How much better would they have emerged if they had insisted on honesty from the very beginning?
Public relations is suffering from bad PR. The industry is seen as the corporate vehicle for hiding the truth, and somehow wringing good news from bad. Have an oil spill? Did a patient die on the operating table? Did the chairman have an affair with an assistant? No problem… call in the PR team. It has created a sad situation, and we all suffer the consequences.
Actually, it’s not hard to see how we got here.
Restoring PR as a business function
It’s only natural that companies would call in their best communicators when faced with a crisis. But it is both politically and financially unwise to reserve the PR function for crises. Public relations should always be actively involved in corporate planning, able to contribute to the directions being set, rather than just figuring out how to put the best spin on the decisions once they’ve been made. If companies had sound advice on communications for every decision, at least two significant benefits would result:
- PR would no longer be seen only as a vehicle for disguising bad news, and all corporate communications would gain more credibility; and
- Companies would be able to anticipate potential public-relations problems before directions are set and decisions made.
The greatest tragedy is that not only the general public, but many decision-makers and even PR teams themselves, have come to see public relations primarily as a resource for crisis communications. The best way to change that is to make sure the team is at the table whenever policy is being set, not just when there’s bad news to wrap.
Remember honesty?
On an even deeper level though, there is another trend that needs to be reversed. Unfortunately, it seems to be increasingly more natural for businesspeople to lie when it’s expedient to do so. Companies and leaders — and hey, all of us — have to get back to believing that it is never okay to lie. From a credibility, integrity, and yes often even a financial point of view, the bottom line is better served by the truth rather than a lie. Consider Watergate, the Canadian military’s Somolia crisis, Clinton and Lewinsky, and many, many, many other situations. How much better would the leaders have emerged if they had insisted on honesty from the very beginning? Even after the initial serious mistakes had been made, the situations could still have been kept from spiraling out of control if more integrity had been shown in facing the truth.

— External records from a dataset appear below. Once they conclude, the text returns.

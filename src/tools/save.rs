//! Append-only research log.

use super::{Tool, ToolKind};
use crate::error::{ForskError, Result};
use async_trait::async_trait;
use chrono::{Local, NaiveDateTime};
use std::fs::OpenOptions;
use std::io::Write;
use std::path::{Path, PathBuf};
use tokio::sync::Mutex;
use tracing::info;

/// The `save_text_to_file` tool.
///
/// Each call appends one complete block. Blocks are written with a single
/// `write_all` on an append-mode handle while holding the tool's lock, so
/// concurrent requests never interleave inside a block.
pub struct SaveTool {
    path: PathBuf,
    lock: Mutex<()>,
}

impl SaveTool {
    pub fn new(path: impl Into<PathBuf>) -> Self {
        Self {
            path: path.into(),
            lock: Mutex::new(()),
        }
    }

    pub fn path(&self) -> &Path {
        &self.path
    }
}

/// Frame `data` as one log block.
pub fn format_block(data: &str, timestamp: NaiveDateTime) -> String {
    format!(
        "--- Research Output ---\nTimestamp: {}\n\n{}\n\n",
        timestamp.format("%Y-%m-%d %H:%M:%S"),
        data
    )
}

fn append_block(path: &Path, block: &str) -> std::io::Result<()> {
    if let Some(parent) = path.parent().filter(|p| !p.as_os_str().is_empty()) {
        std::fs::create_dir_all(parent)?;
    }
    let mut file = OpenOptions::new().create(true).append(true).open(path)?;
    file.write_all(block.as_bytes())?;
    file.flush()
}

#[async_trait]
impl Tool for SaveTool {
    fn kind(&self) -> ToolKind {
        ToolKind::SaveTextToFile
    }

    async fn invoke(&self, input: &str) -> Result<String> {
        let block = format_block(input, Local::now().naive_local());

        let _guard = self.lock.lock().await;
        let path = self.path.clone();
        tokio::task::spawn_blocking(move || append_block(&path, &block))
            .await
            .map_err(|e| ForskError::tool(ToolKind::SaveTextToFile.name(), e.to_string()))??;

        info!("Appended research output to {}", self.path.display());
        Ok(format!("Data successfully saved to {}", self.path.display()))
    }
}

#[cfg(test)]
mod tests {
    use super::*;
    use chrono::NaiveDate;
    use std::sync::Arc;

    #[test]
    fn test_format_block() {
        let timestamp = NaiveDate::from_ymd_opt(2024, 3, 9)
            .unwrap()
            .and_hms_opt(14, 5, 7)
            .unwrap();
        assert_eq!(
            format_block("GDP summary", timestamp),
            "--- Research Output ---\nTimestamp: 2024-03-09 14:05:07\n\nGDP summary\n\n"
        );
    }

    #[tokio::test]
    async fn test_appends_without_truncating() {
        let dir = tempfile::tempdir().unwrap();
        let path = dir.path().join("nested").join("research_output.txt");
        std::fs::create_dir_all(path.parent().unwrap()).unwrap();
        std::fs::write(&path, "existing\n").unwrap();

        let tool = SaveTool::new(&path);
        let reply = tool.invoke("first").await.unwrap();
        tool.invoke("second").await.unwrap();

        assert_eq!(reply, format!("Data successfully saved to {}", path.display()));
        let content = std::fs::read_to_string(&path).unwrap();
        assert!(content.starts_with("existing\n--- Research Output ---\n"));
        assert!(content.find("\n\nfirst\n\n").unwrap() < content.find("\n\nsecond\n\n").unwrap());
    }

    #[tokio::test]
    async fn test_creates_missing_file() {
        let dir = tempfile::tempdir().unwrap();
        let path = dir.path().join("logs").join("out.txt");

        SaveTool::new(&path).invoke("hello").await.unwrap();
        assert!(std::fs::read_to_string(&path).unwrap().contains("\n\nhello\n\n"));
    }

    #[tokio::test]
    async fn test_concurrent_appends_do_not_interleave() {
        let dir = tempfile::tempdir().unwrap();
        let path = dir.path().join("research_output.txt");
        let tool = Arc::new(SaveTool::new(&path));

        let payload = |i: usize| format!("writer-{}:{}", i, "x".repeat(8192));
        let tasks = (0..16).map(|i| {
            let tool = tool.clone();
            let data = payload(i);
            tokio::spawn(async move { tool.invoke(&data).await })
        });
        for result in futures::future::join_all(tasks).await {
            result.unwrap().unwrap();
        }

        let content = std::fs::read_to_string(&path).unwrap();
        let blocks: Vec<&str> = content
            .split("--- Research Output ---\n")
            .filter(|b| !b.is_empty())
            .collect();
        assert_eq!(blocks.len(), 16);
        for block in blocks {
            let body = block.split_once("\n\n").unwrap().1;
            let (header, rest) = body.split_once(':').unwrap();
            assert!(header.starts_with("writer-"));
            assert_eq!(rest, format!("{}\n\n", "x".repeat(8192)));
        }
    }
}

Imagine if the leaders in those situations had had the courage to stand up early and say, “I have made a serious mistake, and I want to set things right. I will not hide or disguise the truth in any way, and I will not tolerate it from anyone else.” It might have turned those crises into opportunities to show character, and start building for a better tomorrow. It didn’t happen, but it could have.
And from a credibility, integrity, and financial point of view, it should have.
Amen, Lorne. The tragedy of PR is that most of the time, we’re called in to do damage control… when we’re not being asked to “generate buzz” by business owners/organizations with little-to-no thought as to if/how that buzz will actually impact the desired business outcomes.
One of the rules I’m trying to adhere to now, especially when evaluating new clients, is whether their business premise is fundamentally sound. I will not – repeat NOT – start work if it’s not; and if they haven’t even gotten their messaging and communication fundamentals down, then that’s where I start. Outreach can wait; first make sure the product/service is sound and you know you’re actually going to serve your stakeholders well. If not, then it really is just “spin.”
Great comment, Shonali. It’s actually similar to what “branding” has become in marketing, where companies will say that want to rebrand themselves without any understanding of the full range of elements that make up a company’s brand. It’s not just a marketing plot, and public relations is not just buzz or spin. Thanks for your example of how you’re standing up for that.